The Committee ended up making only minor and technical suggestions, leaving substantive changes to the Committee of the Whole House. The Bill passed the second reading 70 votes to 50.
Which brought it to the committee stage, which also turned into a herculean effort from MPs, taking up five whole debating days, with voting often pushing well into the night, on one occasion until after 1am.
Those committee sessions took over all Member’s Days through July, August, September and October. All other member’s bills have been waiting in a backlog for this, the most advanced of them to complete its journey. With member's bills it's 'most complete goes first'.
The votes on the 113 separate Supplementary Order Papers (documents suggesting amendments) were usually roughly 70 to 50. Only two of those amendments were accepted. One was an extensive rewrite of the whole bill by its sponsor David Seymour that, among other things, narrowed the eligibility of those who might want to die, they now had to be terminally ill with less than 6 months to live.
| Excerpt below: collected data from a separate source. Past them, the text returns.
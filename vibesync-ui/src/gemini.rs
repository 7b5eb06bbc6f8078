//! Gemini API client
//!
//! Analysis and chat calls against the `generateContent` endpoint. The
//! analysis call sends the recorded clip inline (base64 WAV) with a fixed
//! response schema so the model returns structured JSON; the chat call
//! forwards the running transcript plus the new message.
//!
//! Absence of a valid credential degrades gracefully to a clearly-labeled
//! placeholder result rather than failing.

use serde::{Deserialize, Serialize};
use serde_json::{json, Value};
use std::time::Duration;
use thiserror::Error;
use tracing::debug;
use vibesync_common::{AnalysisReport, ChatMessage, ChatRole, Language};

const GEMINI_BASE_URL: &str = "https://generativelanguage.googleapis.com/v1beta";
const GEMINI_MODEL: &str = "gemini-2.5-flash";
const REQUEST_TIMEOUT: Duration = Duration::from_secs(60);

/// Reply used when no API key is configured
pub const NO_KEY_CHAT_REPLY: &str = "Please configure your GEMINI_API_KEY to chat.";

/// Gemini client errors
#[derive(Debug, Error)]
pub enum GeminiError {
    #[error("Network error: {0}")]
    Network(String),

    #[error("API error {0}: {1}")]
    Api(u16, String),

    #[error("Parse error: {0}")]
    Parse(String),

    #[error("Model returned no response text")]
    EmptyResponse,
}

#[derive(Debug, Serialize)]
struct GenerateContentRequest {
    contents: Vec<Content>,
    #[serde(rename = "systemInstruction")]
    system_instruction: Content,
    #[serde(rename = "generationConfig", skip_serializing_if = "Option::is_none")]
    generation_config: Option<GenerationConfig>,
}

#[derive(Debug, Serialize, Deserialize)]
struct Content {
    #[serde(skip_serializing_if = "Option::is_none")]
    role: Option<String>,
    parts: Vec<Part>,
}

#[derive(Debug, Serialize, Deserialize)]
#[serde(rename_all = "camelCase")]
struct Part {
    #[serde(skip_serializing_if = "Option::is_none")]
    text: Option<String>,
    #[serde(skip_serializing_if = "Option::is_none")]
    inline_data: Option<InlineData>,
}

#[derive(Debug, Serialize, Deserialize)]
#[serde(rename_all = "camelCase")]
struct InlineData {
    mime_type: String,
    data: String,
}

#[derive(Debug, Serialize)]
#[serde(rename_all = "camelCase")]
struct GenerationConfig {
    response_mime_type: String,
    response_schema: Value,
}

#[derive(Debug, Deserialize)]
struct GenerateContentResponse {
    candidates: Option<Vec<Candidate>>,
}

#[derive(Debug, Deserialize)]
struct Candidate {
    content: Option<Content>,
}

/// Gemini API client
pub struct GeminiClient {
    http_client: reqwest::Client,
    api_key: Option<String>,
    base_url: String,
}

impl GeminiClient {
    pub fn new(api_key: Option<String>) -> Result<Self, GeminiError> {
        Self::with_base_url(api_key, GEMINI_BASE_URL.to_string())
    }

    /// Point the client at a different endpoint (used by tests)
    pub fn with_base_url(api_key: Option<String>, base_url: String) -> Result<Self, GeminiError> {
        let http_client = reqwest::Client::builder()
            .timeout(REQUEST_TIMEOUT)
            .build()
            .map_err(|e| GeminiError::Network(e.to_string()))?;

        Ok(Self {
            http_client,
            api_key,
            base_url,
        })
    }

    pub fn has_key(&self) -> bool {
        self.api_key.is_some()
    }

    /// Classify a recorded clip and recommend matching tracks.
    ///
    /// Without a key this returns the placeholder report; the caller
    /// persists it like any other result.
    pub async fn analyze_audio(
        &self,
        base64_wav: &str,
        language: Language,
    ) -> Result<AnalysisReport, GeminiError> {
        let Some(key) = &self.api_key else {
            debug!("Gemini API key missing, returning placeholder analysis");
            return Ok(placeholder_report());
        };

        let request = build_analysis_request(base64_wav, language);
        let text = self.generate(key, &request).await?;

        serde_json::from_str(&text).map_err(|e| GeminiError::Parse(e.to_string()))
    }

    /// Continue the assistant conversation.
    ///
    /// `history` is the prior transcript; `message` is the new user turn.
    pub async fn chat(
        &self,
        history: &[ChatMessage],
        message: &str,
        language: Language,
    ) -> Result<String, GeminiError> {
        let Some(key) = &self.api_key else {
            return Ok(NO_KEY_CHAT_REPLY.to_string());
        };

        let request = build_chat_request(history, message, language);
        self.generate(key, &request).await
    }

    async fn generate(
        &self,
        key: &str,
        request: &GenerateContentRequest,
    ) -> Result<String, GeminiError> {
        let url = format!("{}/models/{}:generateContent", self.base_url, GEMINI_MODEL);

        let response = self
            .http_client
            .post(&url)
            .header("x-goog-api-key", key)
            .json(request)
            .send()
            .await
            .map_err(|e| GeminiError::Network(e.to_string()))?;

        let status = response.status();
        if !status.is_success() {
            let body = response.text().await.unwrap_or_default();
            return Err(GeminiError::Api(status.as_u16(), body));
        }

        let parsed: GenerateContentResponse = response
            .json()
            .await
            .map_err(|e| GeminiError::Parse(e.to_string()))?;

        parsed
            .candidates
            .and_then(|mut c| if c.is_empty() { None } else { c.remove(0).content })
            .and_then(|content| content.parts.into_iter().find_map(|p| p.text))
            .ok_or(GeminiError::EmptyResponse)
    }
}

/// Placeholder result when no API key is configured
pub fn placeholder_report() -> AnalysisReport {
    AnalysisReport {
        detected_genre: "Unknown (No API Key)".to_string(),
        mood: "N/A".to_string(),
        tempo: "0 BPM".to_string(),
        key_elements: vec!["Missing API Key".to_string()],
        vibe_description:
            "Please add a valid GEMINI_API_KEY to your environment to enable AI analysis."
                .to_string(),
        recommendations: vec![],
    }
}

fn language_instruction(language: Language) -> &'static str {
    match language {
        Language::En => "in English",
        Language::Es => "in Spanish (Español)",
    }
}

fn chat_language_instruction(language: Language) -> &'static str {
    match language {
        Language::En => "Speak in English.",
        Language::Es => "Speak in Spanish (Español).",
    }
}

fn build_analysis_request(base64_wav: &str, language: Language) -> GenerateContentRequest {
    let lang = language_instruction(language);

    let prompt = format!(
        "Listen to this audio. Analyze its tempo, rhythm, style, and flow. If it's music, \
         identify the genre and mood. Then, recommend 4 real, existing songs that have the \
         exact same 'vibe', 'flow' or 'groove'. Ensure these songs exist on YouTube. For \
         example, if it's funky with a specific vocal style, find matches. Provide a JSON \
         response. IMPORTANT: Provide all text fields (mood, detectedGenre, vibeDescription, \
         reasons) {lang}."
    );

    GenerateContentRequest {
        contents: vec![Content {
            role: Some("user".to_string()),
            parts: vec![
                Part {
                    text: None,
                    inline_data: Some(InlineData {
                        mime_type: "audio/wav".to_string(),
                        data: base64_wav.to_string(),
                    }),
                },
                Part {
                    text: Some(prompt),
                    inline_data: None,
                },
            ],
        }],
        system_instruction: Content {
            role: None,
            parts: vec![Part {
                text: Some(format!(
                    "You are a world-class musicologist and DJ. You specialize in finding deep \
                     cuts and perfect matches based on rhythm, production style, and emotional \
                     context. You must respond {lang}."
                )),
                inline_data: None,
            }],
        },
        generation_config: Some(GenerationConfig {
            response_mime_type: "application/json".to_string(),
            response_schema: analysis_schema(),
        }),
    }
}

fn build_chat_request(
    history: &[ChatMessage],
    message: &str,
    language: Language,
) -> GenerateContentRequest {
    let mut contents: Vec<Content> = history
        .iter()
        .map(|msg| Content {
            role: Some(match msg.role {
                ChatRole::User => "user".to_string(),
                ChatRole::Assistant => "model".to_string(),
            }),
            parts: vec![Part {
                text: Some(msg.content.clone()),
                inline_data: None,
            }],
        })
        .collect();

    contents.push(Content {
        role: Some("user".to_string()),
        parts: vec![Part {
            text: Some(message.to_string()),
            inline_data: None,
        }],
    });

    GenerateContentRequest {
        contents,
        system_instruction: Content {
            role: None,
            parts: vec![Part {
                text: Some(format!(
                    "You are VibeBot, a cool, energetic music assistant embedded in the \
                     VibeSync app. Keep answers short, punchy, and helpful. {}",
                    chat_language_instruction(language)
                )),
                inline_data: None,
            }],
        },
        generation_config: None,
    }
}

/// Response schema for structured analysis output
fn analysis_schema() -> Value {
    json!({
        "type": "OBJECT",
        "properties": {
            "detectedGenre": { "type": "STRING" },
            "mood": { "type": "STRING" },
            "tempo": { "type": "STRING" },
            "keyElements": {
                "type": "ARRAY",
                "items": { "type": "STRING" }
            },
            "vibeDescription": { "type": "STRING" },
            "recommendations": {
                "type": "ARRAY",
                "items": {
                    "type": "OBJECT",
                    "properties": {
                        "artist": { "type": "STRING" },
                        "title": { "type": "STRING" },
                        "reason": { "type": "STRING" },
                        "similarityScore": { "type": "NUMBER" }
                    },
                    "required": ["artist", "title", "reason", "similarityScore"]
                }
            }
        },
        "required": [
            "detectedGenre", "mood", "tempo", "keyElements",
            "vibeDescription", "recommendations"
        ]
    })
}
That big rewrite also knocked out many other amendments. Parliament’s rules say that if there are multiple amendments on the same clause the first one agreed renders the others unnecessary. Amendments from a bill’s sponsor are considered first.
The other successful amendment added the requirement for a referendum. That change was suggested by New Zealand First who would not support the bill without it. It passed with just two votes to spare - the closest the bill got to failing during its long journey.
Having finished the committee stage, the bill reached a third and final reading this last week. The final vote was 69 to 51. Since the second reading two MPs had changed their votes from Aye to No and one MP had changed from No to Aye.
MPs will get to vote on the bill one last time - next year along with the rest of us - at the election.
Here at The House we like to find ways to talk about how Parliament works. This bill has consistently engaged people’s attention and so given us excuses to discuss many things along the way including conscience issues and votes, the tactics of filibustering, how committee stages work, the reasons and motivations for suggesting amendments, and mechanics of the third reading. It even provided a photo essay on its final day. I expect there’ll be articles on referendums as well.